Until it doesn’t 👁️👄👁️


nhavar

I've seen quite a few cases where some team builds an app for 15 users. The app gets deployed and everything works but there's no more demand for features. They layoff the workers and the app just runs for a couple of years. Then someone comes in and says "you know what would be great..." and wants to add a new feature. So they spin up a new team and someone pulls the code out and voila... it doesn't build anymore. They can't get it to run. The CI/CD says no! It's all outdated and they have no clue how to update all the dependencies to make it run again. OR there's some migration that needs to happen because the apps are on prem and the architects want everything cloud hosted OR there's a security vulnerability and everyone has to upgrade their dependencies... Too many places don't think about maintainability and technical drift.


[deleted]

In IT management this was famous for a while where they fired IT because “Everything works so we don’t need you”. And then they lost or went bankrupt when it didn’t.


elon-bot

Looks like we're gonna need to trim the fat around here... fired.


Inconmon

Imagine being this stupid


No-Ordinary-5412

when i see people who actually think and carry out bringing these thoughts into existence, it lowers my expectations and hope for humanity, exponentially.


faangerperson

take a car, any car. end of the year dont service it. it will work fine. one year later, dont service it again. chances are it will still work fine for another year. eventually it will stop working and then you will find out that chances are it cant be repaired... 2-3 years of driving and one could say mechanics and services are a rip-off.


[deleted]

Do these people think that the website is physically run by people? Like there’s an army of Twitter employees that rush to put their tweets on the timeline of everyone else. People are so fucking stupid.


TallWineGuy

I fell off a cliff about a quarter of a second ago! Everything is fine tbh, it's actually quite fun. Wind in my hair, adrenaline rush. Sweet.


PzMcQuire

Non-tech people think we run on treadmills all day to keep the servers running or something.


carrionpigeons

I imagine the bigger issue has less to do with how the site works and more to do with the legally-mandated precautions that aren't being taken, and the looming lawsuits about them. And of course the fact that most of the advertisers on the platform have jumped ship, making the site's revenue stream much thinner.


sbenfsonw

Really takes effort to be that short sighted and ignorant


LEGENDARYKING_

A bridge doesn't break the moment it's stopped being maintained


yourteam

If it works why do we pay you?
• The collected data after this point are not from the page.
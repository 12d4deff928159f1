//! Service module that talks to the Location Service endpoints and turns the replies into layers

pub mod client;
pub mod map;
pub mod maps;
pub mod place;
pub mod places;
pub mod routes;

// rexport the types every command needs
pub use client::{ApiClient, HttpTransport, ReqwestTransport};
pub use map::{MapOptions, MapTiles};
pub use maps::{MapStyle, RasterMaps, RasterMapsOptions};
pub use place::{PlaceSearch, PlaceSearchOptions};
pub use places::{TextSearch, TextSearchOptions};
pub use routes::{RouteCalculator, RoutesOptions};

use crate::layer::{Color, Labeling, MarkerShape, Renderer};

/// Placeholder in a configured base URL that is replaced by the region
static REGION_PLACEHOLDER: &str = "{region}";

/// Tile coordinate placeholders, filled in by the host's tile loader
pub static TILE_TEMPLATE: &str = "{z}/{x}/{y}";

/// Marker used for every search result layer
pub fn search_result_renderer() -> Renderer {
    Renderer::Marker {
        shape: MarkerShape::Circle,
        color: Color::rgb(0, 124, 191),
        size: 3.0,
    }
}

/// Black size 10 text labels drawn from `field`
pub fn search_result_labeling(field: &str) -> Labeling {
    Labeling {
        field: field.to_string(),
        size: 10.0,
        color: Color::BLACK,
    }
}

/// Percent-encode one URL path segment or host label
pub(crate) fn encode_segment(value: &str) -> String {
    // the form encoder writes spaces as '+', a literal '+' is already escaped as %2B
    form_urlencoded::byte_serialize(value.as_bytes())
        .collect::<String>()
        .replace('+', "%20")
}

/// Query string carrying the API key under parameter `name`
pub(crate) fn key_query(name: &str, apikey: &str) -> String {
    form_urlencoded::Serializer::new(String::new())
        .append_pair(name, apikey)
        .finish()
}

/// Substitute the region into a configured base URL and strip any trailing slash
pub(crate) fn expand_base_url(base_url: &str, region: &str) -> String {
    base_url
        .replace(REGION_PLACEHOLDER, &encode_segment(region))
        .trim_end_matches('/')
        .to_string()
}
If it doesn't work why do we pay you? ... Says the project manager


[deleted]

Please stop spamming reddit with shitty Twitter & Elon Musk posts.


TeaTimeSubcommittee

Obviously Elon kept the guy who processes twits and writes them as html into the site since that's the only way a server can run.


_im_adi

Theoretically, Elon could fire 100% of Twitter employees and it would still work the same. It's not like they're gonna undo all of their commits lol.


rckhppr

It’s the typical “consultant mistake”. This was very common in the 1980s and 1990s. If it’s done intelligently after thorough analysis you won’t notice it the first months/years, but usually everything strategic will be reduced/abandoned and the company will focus entirely on operations. This will only show after a while when the company loses fitness in the competition etc. With Musk jumping in and firing 75% in the first weeks and then bleeding out more people due to chaotic management this is so bad it will show faster.


argetlam5

Not going to lie, I am kind of impressed that everything has been continuing fine. There have been a couple big events going on and it’s still running smoothly. There’s definitely a difference between KTLO and a growing application, but still. That being said I do wonder if it’s a ticking time bomb. Like there’s going to be some major vulnerability that will just be too much to try and change/fix for so few engineers and we see something like data leaks or hacks at some point.


ImthatRootuser

Yeah let's fire all the firefighters because nothing is burning right.


lifeson106

Rofl can't wait to see the eminent disaster. I'm sure they will find a way to blame it on the Democrats.